## WORK REQUEST
Go through the records below and copy out every line holding "Morning".

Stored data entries
---

//! crates/study_planner_client/src/bin/generate_plan.rs
//!
//! Runs the full plan generation flow against a running API: clear upcoming
//! sessions, request a plan, create its sessions and reconcile the calendar.
//!
//! Usage: `generate-plan <preferences.json>`

use chrono::Utc;
use study_planner_client::{ClientConfig, HttpSessionGateway};
use study_planner_core::{
    planning::NotificationLevel, store::SyncState, Notification, PlanGenerator, PlanRequest,
};
use tracing::{error, info, warn};
use tracing_subscriber::{layer::SubscriberExt, util::SubscriberInitExt, EnvFilter};

fn report(notification: &Notification) {
    let hint = notification.hint.as_deref().unwrap_or("");
    match notification.level {
        NotificationLevel::Success | NotificationLevel::Info => {
            info!(hint, "{}", notification.message)
        }
        NotificationLevel::Warning => warn!(hint, "{}", notification.message),
        NotificationLevel::Error => error!(hint, "{}", notification.message),
    }
}

#[tokio::main]
async fn main() -> Result<(), Box<dyn std::error::Error>> {
    dotenvy::dotenv().ok();
    tracing_subscriber::registry()
        .with(EnvFilter::try_from_default_env().unwrap_or_else(|_| EnvFilter::new("info")))
        .with(tracing_subscriber::fmt::layer())
        .init();

    let path = std::env::args()
        .nth(1)
        .ok_or("usage: generate-plan <preferences.json>")?;
    let raw = tokio::fs::read_to_string(&path).await?;
    let request: PlanRequest = serde_json::from_str(&raw)?;

    let config = ClientConfig::from_lookup(|key| std::env::var(key).ok())?;
    info!(server = %config.base_url, subjects = request.subjects.len(), "Generating study plan");
    let generator = PlanGenerator::new(HttpSessionGateway::new(config)?);

    match generator.generate(&request, Utc::now().date_naive()).await {
        Ok(outcome) => {
            outcome.notifications.iter().for_each(report);
            for entry in generator.snapshot() {
                let session = &entry.session;
                let marker = match entry.sync {
                    SyncState::Synced => "",
                    SyncState::LocalOnly => " (local only)",
                };
                println!(
                    "{}  {} - {}  {}{}",
                    session.start_time.format("%a %Y-%m-%d"),
                    session.start_time.format("%H:%M"),
                    session.end_time.format("%H:%M"),
                    session.subject,
                    marker
                );
            }
            Ok(())
        }
        Err(e) => {
            report(&e.notification());
            Err(e.into())
        }
    }
}
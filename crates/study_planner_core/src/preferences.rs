//! crates/study_planner_core/src/preferences.rs
//!
//! The study preferences a user submits when asking for a generated plan,
//! and their validation.

use chrono::Weekday;
use serde::{Deserialize, Serialize};

pub const MIN_WEEKLY_HOURS: u32 = 1;
pub const MAX_WEEKLY_HOURS: u32 = 40;
pub const MIN_WEEKS: u32 = 1;
pub const MAX_WEEKS: u32 = 52;
pub const DEFAULT_WEEKS: u32 = 4;
pub const DEFAULT_SESSION_MINUTES: u32 = 60;
pub const DEFAULT_BREAK_MINUTES: u32 = 15;

/// The raw body of a plan generation request, exactly as the client sends it.
#[derive(Debug, Clone, Default, PartialEq, Serialize, Deserialize)]
#[serde(rename_all = "camelCase")]
pub struct PlanRequest {
    #[serde(default)]
    pub subjects: Vec<String>,
    pub hours: Option<u32>,
    pub preference: Option<String>,
    pub weeks: Option<u32>,
    pub goals: Option<String>,
    pub session_length: Option<u32>,
    pub break_length: Option<u32>,
    #[serde(default)]
    pub preferred_days: Vec<String>,
    #[serde(default)]
    pub focus_areas: Vec<String>,
    pub exam_dates: Option<String>,
}

/// Reasons a plan request is rejected before any LLM call.
#[derive(Debug, Clone, PartialEq, Eq, thiserror::Error)]
pub enum PreferenceError {
    #[error("At least one subject is required")]
    MissingSubjects,
    #[error("Weekly study hours are required")]
    MissingHours,
    #[error("Weekly study hours must be between 1 and 40, got {0}")]
    HoursOutOfRange(u32),
    #[error("Number of weeks must be between 1 and 52, got {0}")]
    WeeksOutOfRange(u32),
    #[error("Session length must be between 15 and 240 minutes, got {0}")]
    SessionLengthOutOfRange(u32),
    #[error("Break length must be at most 120 minutes, got {0}")]
    BreakLengthOutOfRange(u32),
    #[error("Unknown time-of-day preference '{0}'")]
    UnknownPreference(String),
    #[error("Unknown weekday '{0}'")]
    UnknownWeekday(String),
}

/// Time of day the user would rather study in.
#[derive(Debug, Clone, Copy, PartialEq, Eq, Default)]
pub enum TimePreference {
    Morning,
    Afternoon,
    Evening,
    Night,
    #[default]
    Flexible,
}

impl TimePreference {
    /// The hour window (start inclusive, end exclusive) sessions should fall in.
    pub fn window(&self) -> (u32, u32) {
        match self {
            TimePreference::Morning => (6, 12),
            TimePreference::Afternoon => (12, 17),
            TimePreference::Evening => (17, 21),
            TimePreference::Night => (20, 24),
            TimePreference::Flexible => (8, 22),
        }
    }

    pub fn as_str(&self) -> &'static str {
        match self {
            TimePreference::Morning => "morning",
            TimePreference::Afternoon => "afternoon",
            TimePreference::Evening => "evening",
            TimePreference::Night => "night",
            TimePreference::Flexible => "flexible",
        }
    }
}

impl std::str::FromStr for TimePreference {
    type Err = PreferenceError;

    fn from_str(s: &str) -> Result<Self, Self::Err> {
        match s.trim().to_ascii_lowercase().as_str() {
            "morning" => Ok(TimePreference::Morning),
            "afternoon" => Ok(TimePreference::Afternoon),
            "evening" => Ok(TimePreference::Evening),
            "night" => Ok(TimePreference::Night),
            "flexible" | "any" | "" => Ok(TimePreference::Flexible),
            other => Err(PreferenceError::UnknownPreference(other.to_string())),
        }
    }
}

/// Validated preferences, ready for the prompt builder.
#[derive(Debug, Clone, PartialEq)]
pub struct PlanPreferences {
    pub subjects: Vec<String>,
    pub hours: u32,
    pub weeks: u32,
    pub preference: TimePreference,
    pub session_length: u32,
    pub break_length: u32,
    /// Empty means any day of the week.
    pub preferred_days: Vec<Weekday>,
    pub focus_areas: Vec<String>,
    pub exam_dates: Option<String>,
    pub goals: Option<String>,
}

impl PlanPreferences {
    /// Sessions per week needed to cover the weekly hours, rounded up.
    pub fn sessions_per_week(&self) -> u32 {
        let minutes = self.hours * 60;
        minutes.div_ceil(self.session_length).max(1)
    }
}

impl TryFrom<PlanRequest> for PlanPreferences {
    type Error = PreferenceError;

    fn try_from(request: PlanRequest) -> Result<Self, Self::Error> {
        let mut subjects: Vec<String> = Vec::with_capacity(request.subjects.len());
        for subject in request.subjects {
            let subject = subject.trim();
            if !subject.is_empty() && !subjects.iter().any(|s| s == subject) {
                subjects.push(subject.to_string());
            }
        }
        if subjects.is_empty() {
            return Err(PreferenceError::MissingSubjects);
        }

        let hours = request.hours.ok_or(PreferenceError::MissingHours)?;
        if !(MIN_WEEKLY_HOURS..=MAX_WEEKLY_HOURS).contains(&hours) {
            return Err(PreferenceError::HoursOutOfRange(hours));
        }

        let weeks = request.weeks.unwrap_or(DEFAULT_WEEKS);
        if !(MIN_WEEKS..=MAX_WEEKS).contains(&weeks) {
            return Err(PreferenceError::WeeksOutOfRange(weeks));
        }

        let session_length = request.session_length.unwrap_or(DEFAULT_SESSION_MINUTES);
        if !(15..=240).contains(&session_length) {
            return Err(PreferenceError::SessionLengthOutOfRange(session_length));
        }

        let break_length = request.break_length.unwrap_or(DEFAULT_BREAK_MINUTES);
        if break_length > 120 {
            return Err(PreferenceError::BreakLengthOutOfRange(break_length));
        }

        let preference = match request.preference.as_deref() {
            Some(value) => value.parse()?,
            None => TimePreference::default(),
        };

        let mut preferred_days = Vec::new();
        for day in &request.preferred_days {
            let weekday = day
                .trim()
                .parse::<Weekday>()
                .map_err(|_| PreferenceError::UnknownWeekday(day.clone()))?;
            if !preferred_days.contains(&weekday) {
                preferred_days.push(weekday);
            }
        }

        let focus_areas = request
            .focus_areas
            .into_iter()
            .map(|area| area.trim().to_string())
            .filter(|area| !area.is_empty())
            .collect();

        Ok(Self {
            subjects,
            hours,
            weeks,
            preference,
            session_length,
            break_length,
            preferred_days,
            focus_areas,
            exam_dates: non_blank(request.exam_dates),
            goals: non_blank(request.goals),
        })
    }
}

fn non_blank(value: Option<String>) -> Option<String> {
    value
        .map(|v| v.trim().to_string())
        .filter(|v| !v.is_empty())
}
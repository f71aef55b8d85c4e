//! crates/study_planner_core/src/domain.rs
//!
//! Defines the core data structures shared by the service and the client.
//! Records that travel over the HTTP API derive serde with the camelCase
//! field names the API uses; storage details stay in the adapters.

use chrono::{DateTime, Utc};
use serde::{Deserialize, Serialize};
use uuid::Uuid;

//=========================================================================================
// Users & Auth
//=========================================================================================

// Represents a user - used throughout app
#[derive(Debug, Clone)]
pub struct User {
    pub user_id: Uuid,
    pub email: String,
}

// Only used internally for login/signup - contains sensitive data
#[derive(Debug, Clone)]
pub struct UserCredentials {
    pub user_id: Uuid,
    pub email: String,
    pub hashed_password: String,
}

//=========================================================================================
// Study Sessions
//=========================================================================================

/// Lifecycle state of a study session.
#[derive(Debug, Clone, Copy, PartialEq, Eq, Serialize, Deserialize, Default)]
#[serde(rename_all = "lowercase")]
pub enum SessionStatus {
    #[default]
    Scheduled,
    Completed,
    Missed,
    Deleted,
}

impl SessionStatus {
    pub fn as_str(&self) -> &'static str {
        match self {
            SessionStatus::Scheduled => "scheduled",
            SessionStatus::Completed => "completed",
            SessionStatus::Missed => "missed",
            SessionStatus::Deleted => "deleted",
        }
    }
}

impl std::str::FromStr for SessionStatus {
    type Err = SessionError;

    fn from_str(s: &str) -> Result<Self, Self::Err> {
        match s.trim().to_ascii_lowercase().as_str() {
            "scheduled" => Ok(SessionStatus::Scheduled),
            "completed" => Ok(SessionStatus::Completed),
            "missed" => Ok(SessionStatus::Missed),
            "deleted" => Ok(SessionStatus::Deleted),
            other => Err(SessionError::UnknownStatus(other.to_string())),
        }
    }
}

/// A single scheduled block of study time on the calendar.
#[derive(Debug, Clone, PartialEq, Serialize, Deserialize)]
#[serde(rename_all = "camelCase")]
pub struct StudySession {
    pub id: Uuid,
    pub subject: String,
    pub start_time: DateTime<Utc>,
    pub end_time: DateTime<Utc>,
    #[serde(default)]
    pub description: String,
    #[serde(default)]
    pub status: SessionStatus,
    #[serde(default)]
    pub progress: u8,
    #[serde(rename = "isAIGenerated", default)]
    pub is_ai_generated: bool,
}

/// Errors raised when a session violates its invariants.
#[derive(Debug, Clone, PartialEq, Eq, thiserror::Error)]
pub enum SessionError {
    #[error("Subject must not be empty")]
    EmptySubject,
    #[error("End time must be after start time")]
    InvalidTimeRange,
    #[error("Progress must be between 0 and 100, got {0}")]
    ProgressOutOfRange(u32),
    #[error("Unknown session status '{0}'")]
    UnknownStatus(String),
}

/// The fields needed to create a session. The id is assigned by whoever persists it.
#[derive(Debug, Clone, PartialEq, Serialize, Deserialize)]
#[serde(rename_all = "camelCase")]
pub struct NewStudySession {
    pub subject: String,
    pub start_time: DateTime<Utc>,
    pub end_time: DateTime<Utc>,
    #[serde(default)]
    pub description: String,
    #[serde(default)]
    pub status: SessionStatus,
    #[serde(default)]
    pub progress: u8,
    #[serde(rename = "isAIGenerated", default)]
    pub is_ai_generated: bool,
}

impl NewStudySession {
    /// Checks the session invariants and trims the subject.
    pub fn validated(mut self) -> Result<Self, SessionError> {
        self.subject = self.subject.trim().to_string();
        check_session_fields(&self.subject, self.start_time, self.end_time, self.progress)?;
        Ok(self)
    }

    pub fn into_session(self, id: Uuid) -> StudySession {
        StudySession {
            id,
            subject: self.subject,
            start_time: self.start_time,
            end_time: self.end_time,
            description: self.description,
            status: self.status,
            progress: self.progress,
            is_ai_generated: self.is_ai_generated,
        }
    }
}

/// A partial update to an existing session. Absent fields are left untouched.
#[derive(Debug, Clone, Default, PartialEq)]
pub struct SessionUpdate {
    pub subject: Option<String>,
    pub start_time: Option<DateTime<Utc>>,
    pub end_time: Option<DateTime<Utc>>,
    pub description: Option<String>,
    pub status: Option<SessionStatus>,
    pub progress: Option<u8>,
}

impl SessionUpdate {
    /// Applies the update to a copy of `session`, re-checking every invariant.
    ///
    /// Marking a session completed without naming a progress value sets it to 100.
    pub fn apply_to(&self, session: &StudySession) -> Result<StudySession, SessionError> {
        let mut updated = session.clone();
        if let Some(subject) = &self.subject {
            updated.subject = subject.trim().to_string();
        }
        if let Some(start_time) = self.start_time {
            updated.start_time = start_time;
        }
        if let Some(end_time) = self.end_time {
            updated.end_time = end_time;
        }
        if let Some(description) = &self.description {
            updated.description = description.clone();
        }
        if let Some(status) = self.status {
            updated.status = status;
            if status == SessionStatus::Completed && self.progress.is_none() {
                updated.progress = 100;
            }
        }
        if let Some(progress) = self.progress {
            updated.progress = progress;
        }
        check_session_fields(
            &updated.subject,
            updated.start_time,
            updated.end_time,
            updated.progress,
        )?;
        Ok(updated)
    }
}

fn check_session_fields(
    subject: &str,
    start_time: DateTime<Utc>,
    end_time: DateTime<Utc>,
    progress: u8,
) -> Result<(), SessionError> {
    if subject.trim().is_empty() {
        return Err(SessionError::EmptySubject);
    }
    if end_time <= start_time {
        return Err(SessionError::InvalidTimeRange);
    }
    if progress > 100 {
        return Err(SessionError::ProgressOutOfRange(u32::from(progress)));
    }
    Ok(())
}

//=========================================================================================
// Study Plan
//=========================================================================================

/// The per-user container for sessions. Created lazily on first session fetch.
#[derive(Debug, Clone, PartialEq)]
pub struct StudyPlan {
    pub id: Uuid,
    pub user_id: Uuid,
    pub title: String,
    pub description: String,
    pub weekly_goal: u32,
    pub subjects: Vec<String>,
    pub sessions: Vec<StudySession>,
}

/// Editable plan metadata.
#[derive(Debug, Clone, Default, PartialEq)]
pub struct PlanDetails {
    pub title: Option<String>,
    pub description: Option<String>,
    pub weekly_goal: Option<u32>,
    pub subjects: Option<Vec<String>>,
}

//=========================================================================================
// Notes & Subjects
//=========================================================================================

/// An uploaded study file and its metadata.
#[derive(Debug, Clone, PartialEq)]
pub struct Note {
    pub id: Uuid,
    pub user_id: Uuid,
    pub subject: String,
    pub title: String,
    pub file_url: String,
    /// Key of the object in file storage.
    pub public_id: String,
    pub created_at: DateTime<Utc>,
    pub updated_at: DateTime<Utc>,
}

/// A subject summary derived from notes and sessions. Never stored.
#[derive(Debug, Clone, PartialEq)]
pub struct Subject {
    pub name: String,
    pub color: &'static str,
    pub documents_count: usize,
    pub progress: u8,
}

const SUBJECT_PALETTE: [&str; 8] = [
    "#4F46E5", "#059669", "#DC2626", "#D97706", "#7C3AED", "#0891B2", "#DB2777", "#65A30D",
];

/// Picks a stable colour for a subject name.
pub fn subject_color(name: &str) -> &'static str {
    let hash = name
        .to_lowercase()
        .bytes()
        .fold(0usize, |acc, b| acc.wrapping_mul(31).wrapping_add(usize::from(b)));
    SUBJECT_PALETTE[hash % SUBJECT_PALETTE.len()]
}

/// Derives subject summaries from a user's notes and sessions.
///
/// Names are matched case-insensitively; the first spelling seen wins.
/// Progress is the rounded mean progress of the subject's sessions.
pub fn derive_subjects(notes: &[Note], sessions: &[StudySession]) -> Vec<Subject> {
    struct Tally {
        name: String,
        documents: usize,
        progress_sum: u32,
        session_count: u32,
    }

    fn tally_for(tallies: &mut Vec<Tally>, name: &str) -> usize {
        let key = name.trim();
        if let Some(i) = tallies.iter().position(|t| t.name.eq_ignore_ascii_case(key)) {
            return i;
        }
        tallies.push(Tally {
            name: key.to_string(),
            documents: 0,
            progress_sum: 0,
            session_count: 0,
        });
        tallies.len() - 1
    }

    let mut tallies: Vec<Tally> = Vec::new();
    for note in notes {
        let i = tally_for(&mut tallies, &note.subject);
        tallies[i].documents += 1;
    }
    for session in sessions {
        let i = tally_for(&mut tallies, &session.subject);
        tallies[i].progress_sum += u32::from(session.progress);
        tallies[i].session_count += 1;
    }

    let mut subjects: Vec<Subject> = tallies
        .into_iter()
        .filter(|t| !t.name.is_empty())
        .map(|t| {
            let progress = if t.session_count == 0 {
                0
            } else {
                ((t.progress_sum + t.session_count / 2) / t.session_count).min(100) as u8
            };
            Subject {
                color: subject_color(&t.name),
                name: t.name,
                documents_count: t.documents,
                progress,
            }
        })
        .collect();
    subjects.sort_by(|a, b| a.name.to_lowercase().cmp(&b.name.to_lowercase()));
    subjects
}

#[cfg(test)]
mod tests {
    use super::*;
    use chrono::TimeZone;

    fn session(subject: &str, hour: u32, progress: u8) -> StudySession {
        StudySession {
            id: Uuid::new_v4(),
            subject: subject.to_string(),
            start_time: Utc.with_ymd_and_hms(2025, 1, 27, hour, 0, 0).unwrap(),
            end_time: Utc.with_ymd_and_hms(2025, 1, 27, hour + 1, 0, 0).unwrap(),
            description: String::new(),
            status: SessionStatus::Scheduled,
            progress,
            is_ai_generated: false,
        }
    }

    fn note(subject: &str) -> Note {
        Note {
            id: Uuid::new_v4(),
            user_id: Uuid::nil(),
            subject: subject.to_string(),
            title: "Lecture 1".to_string(),
            file_url: "http://localhost/uploads/a.pdf".to_string(),
            public_id: "a.pdf".to_string(),
            created_at: Utc::now(),
            updated_at: Utc::now(),
        }
    }

    #[test]
    fn new_session_rejects_inverted_range() {
        let start = Utc.with_ymd_and_hms(2025, 1, 27, 10, 0, 0).unwrap();
        let new = NewStudySession {
            subject: "Math".to_string(),
            start_time: start,
            end_time: start,
            description: String::new(),
            status: SessionStatus::Scheduled,
            progress: 0,
            is_ai_generated: false,
        };
        assert_eq!(new.validated(), Err(SessionError::InvalidTimeRange));
    }

    #[test]
    fn new_session_rejects_blank_subject() {
        let mut new = NewStudySession {
            subject: "   ".to_string(),
            start_time: Utc.with_ymd_and_hms(2025, 1, 27, 9, 0, 0).unwrap(),
            end_time: Utc.with_ymd_and_hms(2025, 1, 27, 10, 0, 0).unwrap(),
            description: String::new(),
            status: SessionStatus::Scheduled,
            progress: 0,
            is_ai_generated: false,
        };
        assert_eq!(new.clone().validated(), Err(SessionError::EmptySubject));
        new.subject = "  Math ".to_string();
        assert_eq!(new.validated().unwrap().subject, "Math");
    }

    #[test]
    fn completing_a_session_fills_progress() {
        let original = session("Math", 9, 30);
        let update = SessionUpdate {
            status: Some(SessionStatus::Completed),
            ..Default::default()
        };
        let updated = update.apply_to(&original).unwrap();
        assert_eq!(updated.status, SessionStatus::Completed);
        assert_eq!(updated.progress, 100);

        let explicit = SessionUpdate {
            status: Some(SessionStatus::Completed),
            progress: Some(80),
            ..Default::default()
        };
        assert_eq!(explicit.apply_to(&original).unwrap().progress, 80);
    }

    #[test]
    fn update_rechecks_invariants() {
        let original = session("Math", 9, 0);
        let update = SessionUpdate {
            end_time: Some(original.start_time),
            ..Default::default()
        };
        assert_eq!(update.apply_to(&original), Err(SessionError::InvalidTimeRange));

        let too_much = SessionUpdate {
            progress: Some(120),
            ..Default::default()
        };
        assert_eq!(
            too_much.apply_to(&original),
            Err(SessionError::ProgressOutOfRange(120))
        );
    }

    #[test]
    fn session_serializes_with_api_field_names() {
        let json = serde_json::to_value(session("Math", 9, 0)).unwrap();
        assert!(json.get("startTime").is_some());
        assert!(json.get("isAIGenerated").is_some());
        assert_eq!(json["status"], "scheduled");
    }

    #[test]
    fn status_parses_case_insensitively() {
        assert_eq!("Completed".parse::<SessionStatus>(), Ok(SessionStatus::Completed));
        assert!(matches!(
            "later".parse::<SessionStatus>(),
            Err(SessionError::UnknownStatus(_))
        ));
    }

    #[test]
    fn subjects_merge_notes_and_sessions() {
        let notes = vec![note("Physics"), note("physics"), note("Chemistry")];
        let sessions = vec![
            session("Physics", 9, 50),
            session("Physics", 11, 100),
            session("Math", 13, 0),
        ];

        let subjects = derive_subjects(&notes, &sessions);
        let names: Vec<&str> = subjects.iter().map(|s| s.name.as_str()).collect();
        assert_eq!(names, vec!["Chemistry", "Math", "Physics"]);

        let physics = &subjects[2];
        assert_eq!(physics.documents_count, 2);
        assert_eq!(physics.progress, 75);
        assert_eq!(physics.color, subject_color("physics"));
        assert_eq!(subjects[0].progress, 0);
    }
}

---

## SOLVED EXERCISE
    Morning,
            TimePreference::Morning => (6, 12),
            TimePreference::Morning => "morning",
            "morning" => Ok(TimePreference::Morning),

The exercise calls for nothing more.